Character Class Descriptions: This half of the book gives some straight-forward extensions for human character classes for levels 15-25, including experience needed, spells per day, improved thief skills and the like. There are also spells for levels 6-7 for clerics and 7-9 for magic users. All of this is a no-brainer for inclusion - of course it's accepted as part of gaming in Kaelaross. Heck, it's the basic reason for the Companion Set's existence - everything else is optional add-ons.
Interestingly it offers all human characters a choice - settle down and set up a stronghold (see above) or wander around the campaign world. Wandering around offers further options for each class.
The Druid is introduced as a proto-prestige class - once a neutral cleric reaches 9th level he may choose to undergo the training necessary to become a druid. I like the idea that druids can't use metal - only leather, wood, stone and bone. This could lead to some interesting magic weapons created by druids for druids.
I am not sure about actually having druids as part of Kaelaross - it could be more of a step away from the B/X feel than I am prepared for yet. I won't say never, but I will say not yet.
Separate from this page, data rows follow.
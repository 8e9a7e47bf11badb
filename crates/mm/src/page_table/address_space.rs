//! 地址空间构建器
//!
//! 一个地址空间由根页表帧标识，并拥有从根出发可达的全部页表帧。
//! 中间级页表在第一次被引用时才分配。
//!
//! ## 部分失败
//!
//! [`AddressSpace::map`] 在遍历途中任何一次分配失败都会返回
//! [`MmError::OutOfMemory`]，此前已经挂上的中间页表不会回滚，
//! 地址空间保持部分填充的状态。
//!
//! ## 重复映射
//!
//! 对同一虚拟地址再次映射会直接覆盖叶子表项，不会回收原先映射的帧。

use super::{PageTable, PageTableEntry, PteFlags};
use crate::address::{AlignOps, Paddr, Ppn, UsizeConvert, Vaddr};
use crate::config::PAGE_SIZE;
use crate::error::MmResult;
use crate::frame_allocator::FrameAllocator;
use crate::phys::PhysMemory;

/// satp 中 Sv39 模式的编码
const SATP_MODE_SV39: usize = 8 << 60;

/// 三级页表描述的地址空间
#[derive(Debug, Clone, Copy, PartialEq, Eq)]
pub struct AddressSpace {
    root: Paddr,
}

/// 分配一帧并清零，作为新的页表页
fn create_table(frames: &mut FrameAllocator, mem: &mut impl PhysMemory) -> MmResult<Paddr> {
    let frame = frames.allocate()?;
    mem.zero_frame(frame);
    Ok(frame)
}

/// 取得 `table[index]` 指向的下一级页表，不存在时分配一个新的
fn next_level(
    frames: &mut FrameAllocator,
    mem: &mut impl PhysMemory,
    table: Paddr,
    index: usize,
) -> MmResult<Paddr> {
    let entry = mem.table(table)[index];
    if entry.is_valid() {
        return Ok(entry.frame());
    }
    let frame = create_table(frames, mem)?;
    mem.table_mut(table)[index] = PageTableEntry::new(frame, PteFlags::V);
    Ok(frame)
}

impl AddressSpace {
    /// 分配并清零一帧作为新的根页表
    pub fn create(frames: &mut FrameAllocator, mem: &mut impl PhysMemory) -> MmResult<Self> {
        let root = create_table(frames, mem)?;
        log::debug!("mm: created address space, root {:#x}", root);
        Ok(Self { root })
    }

    /// 由已有的根页表帧构造
    pub fn from_root(root: Paddr) -> Self {
        Self { root }
    }

    /// 根页表帧
    pub fn root(&self) -> Paddr {
        self.root
    }

    /// 写入 satp 寄存器的值（Sv39，ASID 为 0）
    pub fn satp(&self) -> usize {
        SATP_MODE_SV39 | Ppn::from_addr_floor(self.root).as_usize()
    }

    /// 将虚拟页 `va` 映射到物理帧 `pa`
    ///
    /// 依次经过根、中间、叶子三级页表，缺失的中间级按需分配并清零，
    /// 最后在叶子表项写入 `pa` 的帧号以及 `flags | V`。
    pub fn map(
        &self,
        frames: &mut FrameAllocator,
        mem: &mut impl PhysMemory,
        va: Vaddr,
        pa: Paddr,
        flags: PteFlags,
    ) -> MmResult<()> {
        let [vpn2, vpn1, vpn0] = va.indices();
        let mid = next_level(frames, mem, self.root, vpn2)?;
        let leaf = next_level(frames, mem, mid, vpn1)?;

        let slot = &mut mem.table_mut(leaf)[vpn0];
        if slot.is_valid() {
            log::debug!("mm: remapping {:#x}, previous frame {:#x}", va, slot.frame());
        }
        *slot = PageTableEntry::new(pa, flags | PteFlags::V);
        Ok(())
    }

    /// 将 `[va, va + len)` 逐页映射到 `[pa, pa + len)`
    ///
    /// `len` 向上取整到整页。失败时已完成的页保持映射。
    pub fn map_range(
        &self,
        frames: &mut FrameAllocator,
        mem: &mut impl PhysMemory,
        va: Vaddr,
        pa: Paddr,
        len: usize,
        flags: PteFlags,
    ) -> MmResult<()> {
        let va = va.align_down_to_page();
        let pa = pa.align_down_to_page();
        for offset in (0..len.next_multiple_of(PAGE_SIZE)).step_by(PAGE_SIZE) {
            self.map(frames, mem, va + offset, pa + offset, flags)?;
        }
        Ok(())
    }

    /// 查找 `va` 的叶子表项
    ///
    /// 使用与 [`map`](Self::map) 相同的解码方式逐级下降，任何一级无效则返回 `None`。
    pub fn walk(&self, mem: &impl PhysMemory, va: Vaddr) -> Option<PageTableEntry> {
        let mut table: &PageTable = mem.table(self.root);
        let indices = va.indices();
        for &index in &indices[..2] {
            let entry = table[index];
            if !entry.is_valid() {
                return None;
            }
            table = mem.table(entry.frame());
        }
        let leaf = table[indices[2]];
        leaf.is_valid().then_some(leaf)
    }

    /// 将虚拟地址翻译为物理地址（含页内偏移）
    pub fn translate(&self, mem: &impl PhysMemory, va: Vaddr) -> Option<Paddr> {
        self.walk(mem, va)
            .map(|leaf| leaf.frame() + va.page_offset())
    }
}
Haaken is a deity I created as a possible patron of druids, so if I did introduce druids, he would be the one to instruct them.
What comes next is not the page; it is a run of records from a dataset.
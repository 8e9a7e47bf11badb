//! RISC-V 控制状态寄存器中用到的位

use bitflags::bitflags;

bitflags! {
    /// sstatus 中内核关心的位
    #[derive(Debug, Clone, Copy, PartialEq, Eq)]
    pub struct Sstatus: usize {
        /// S 态中断使能
        const SIE = 1 << 1;
        /// 陷阱前的 SIE，sret 时恢复到 SIE
        const SPIE = 1 << 5;
        /// 陷阱前的特权级，1 表示 S 态
        const SPP = 1 << 8;
    }
}

bitflags! {
    /// sie 中的中断源使能位
    #[derive(Debug, Clone, Copy, PartialEq, Eq)]
    pub struct Sie: usize {
        /// 软件中断
        const SSIE = 1 << 1;
        /// 定时器中断
        const STIE = 1 << 5;
        /// 外部中断
        const SEIE = 1 << 9;
    }
}

/// sstatus.SIE
pub const SSTATUS_SIE: usize = Sstatus::SIE.bits();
As for the druid spells, I might consider Haaken granting them to his conventional clerics in exceptional circumstances.
Wandering Fighters have the options of becoming knights, paladins or avengers. Like the druid, these are proto-prestige classes, with quite a few abilities (casting clerical spells) and roleplaying restrictions (loyalty to a liege).
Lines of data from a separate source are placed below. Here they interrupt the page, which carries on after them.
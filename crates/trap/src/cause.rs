//! 陷阱原因解码
//!
//! 原因寄存器的最高位区分中断与同步异常，其余位是具体的原因号。

use core::fmt;

/// 原因寄存器中的中断标志位
const INTERRUPT_BIT: usize = 1 << (usize::BITS - 1);

/// 中断原因
#[derive(Debug, Clone, Copy, PartialEq, Eq)]
pub enum Interrupt {
    /// 1
    SupervisorSoft,
    /// 3
    MachineSoft,
    /// 5
    SupervisorTimer,
    /// 7
    MachineTimer,
    /// 9
    SupervisorExternal,
    /// 11
    MachineExternal,
    /// 13
    CounterOverflow,
    /// 未定义的原因号
    Unknown(usize),
}

/// 同步异常原因
#[derive(Debug, Clone, Copy, PartialEq, Eq)]
pub enum Exception {
    /// 0
    InstructionMisaligned,
    /// 1
    InstructionFault,
    /// 2
    IllegalInstruction,
    /// 3
    Breakpoint,
    /// 4
    LoadMisaligned,
    /// 5
    LoadFault,
    /// 6
    StoreMisaligned,
    /// 7
    StoreFault,
    /// 8
    UserEnvCall,
    /// 9
    SupervisorEnvCall,
    /// 11
    MachineEnvCall,
    /// 12
    InstructionPageFault,
    /// 13
    LoadPageFault,
    /// 15
    StorePageFault,
    /// 18
    SoftwareCheck,
    /// 19
    HardwareError,
    /// 未定义的原因号
    Unknown(usize),
}

/// 解码后的陷阱
#[derive(Debug, Clone, Copy, PartialEq, Eq)]
pub enum Trap {
    /// 异步中断
    Interrupt(Interrupt),
    /// 同步异常
    Exception(Exception),
}

impl Interrupt {
    fn from_code(code: usize) -> Self {
        match code {
            1 => Interrupt::SupervisorSoft,
            3 => Interrupt::MachineSoft,
            5 => Interrupt::SupervisorTimer,
            7 => Interrupt::MachineTimer,
            9 => Interrupt::SupervisorExternal,
            11 => Interrupt::MachineExternal,
            13 => Interrupt::CounterOverflow,
            other => Interrupt::Unknown(other),
        }
    }

    /// 原因号
    pub fn code(&self) -> usize {
        match *self {
            Interrupt::SupervisorSoft => 1,
            Interrupt::MachineSoft => 3,
            Interrupt::SupervisorTimer => 5,
            Interrupt::MachineTimer => 7,
            Interrupt::SupervisorExternal => 9,
            Interrupt::MachineExternal => 11,
            Interrupt::CounterOverflow => 13,
            Interrupt::Unknown(code) => code,
        }
    }
}

impl Exception {
    fn from_code(code: usize) -> Self {
        match code {
            0 => Exception::InstructionMisaligned,
            1 => Exception::InstructionFault,
            2 => Exception::IllegalInstruction,
            3 => Exception::Breakpoint,
            4 => Exception::LoadMisaligned,
            5 => Exception::LoadFault,
            6 => Exception::StoreMisaligned,
            7 => Exception::StoreFault,
            8 => Exception::UserEnvCall,
            9 => Exception::SupervisorEnvCall,
            11 => Exception::MachineEnvCall,
            12 => Exception::InstructionPageFault,
            13 => Exception::LoadPageFault,
            15 => Exception::StorePageFault,
            18 => Exception::SoftwareCheck,
            19 => Exception::HardwareError,
            other => Exception::Unknown(other),
        }
    }

    /// 原因号
    pub fn code(&self) -> usize {
        match *self {
            Exception::InstructionMisaligned => 0,
            Exception::InstructionFault => 1,
            Exception::IllegalInstruction => 2,
            Exception::Breakpoint => 3,
            Exception::LoadMisaligned => 4,
            Exception::LoadFault => 5,
            Exception::StoreMisaligned => 6,
            Exception::StoreFault => 7,
            Exception::UserEnvCall => 8,
            Exception::SupervisorEnvCall => 9,
            Exception::MachineEnvCall => 11,
            Exception::InstructionPageFault => 12,
            Exception::LoadPageFault => 13,
            Exception::StorePageFault => 15,
            Exception::SoftwareCheck => 18,
            Exception::HardwareError => 19,
            Exception::Unknown(code) => code,
        }
    }
}

impl Trap {
    /// 解码原因寄存器的原始值
    pub fn decode(cause: usize) -> Self {
        let code = cause & !INTERRUPT_BIT;
        if cause & INTERRUPT_BIT != 0 {
            Trap::Interrupt(Interrupt::from_code(code))
        } else {
            Trap::Exception(Exception::from_code(code))
        }
    }

    /// 重新编码为原因寄存器的值
    pub fn to_cause(&self) -> usize {
        match self {
            Trap::Interrupt(i) => INTERRUPT_BIT | i.code(),
            Trap::Exception(e) => e.code(),
        }
    }

    /// 是否为中断
    pub fn is_interrupt(&self) -> bool {
        matches!(self, Trap::Interrupt(_))
    }
}

impl fmt::Display for Trap {
    fn fmt(&self, f: &mut fmt::Formatter<'_>) -> fmt::Result {
        match self {
            Trap::Interrupt(i) => write!(f, "interrupt {:?}", i),
            Trap::Exception(e) => write!(f, "exception {:?}", e),
        }
    }
}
I'm not sure I would actually have these as part of gaming in Kaelaross, at least not as written. I've already written about orders of knights in Toutus, and I view knighthood as something to be roleplayed rather than additional abilities to be min-maxed. Offering intrinsic benefits to a fighter who is roleplayed as a knight as opposed to one roleplayed as a gladiator, a professional soldier, a bodyguard or a barbarian does not sit well with me.
Magic Users - I'm amused by the bit about PC magic users settling down and building their own dungeon and inviting monsters to move in! However, I do not take this very seriously, and if any of my PCs tried this, I don't think I'd let them get away easily with "farming" the dungeon for looted treasure. The note about Magists being the wizard-in-residence at a powerful NPC's stronghold is an interesting alternative to the mage maintaining his own domain. Perhaps this could be applied to other classes (a PC cleric becomes a resident Chaplain, a PC fighter becomes a resident Marshal of the Guard, a PC thief becomes a resident Spymaster?)
Thieves similarly have the opportunity to either become guildmasters in a town (their equivalent of settling down into a stronghold) or else wander around as a rogue (interesting use of an over-used name).
Demihumans in the Companion Set have reached their maximum levels. And here things aren't so adaptable or suited for adventuring. The book talks about clan relics, but I can't really see these being very useful as they can't be carried around in your backpack into the dungeon or wilderness. They also seem quite specific - not exactly world-specific, but each race has just one possible clan relic, and there isn't much leeway offered to DMs or players wanting to do something different with top-level demihumans.
Because I have added new classes for demihumans in Kaelaross (namely the Dwarven Cleric, the Halfling Defender and the Elven Ranger), and also added extra levels to "standard" halflings (known in Kaelaross as Halfling Scouts) I am aware I have already sort of interfered with the Companion set's ideas of what demihumans should do at this level. The spellcasters (particularly dwarven cleric and halfling defender) make clan relics sort of redundant, or at least can cast spells that are similar to the relic's effects.
The additional attack ranks and special defences are worth bearing in mind, and if any demihuman PC reached top level and continued to keep track of XP, I would allow them these extra bonuses as some compensation for their level limits.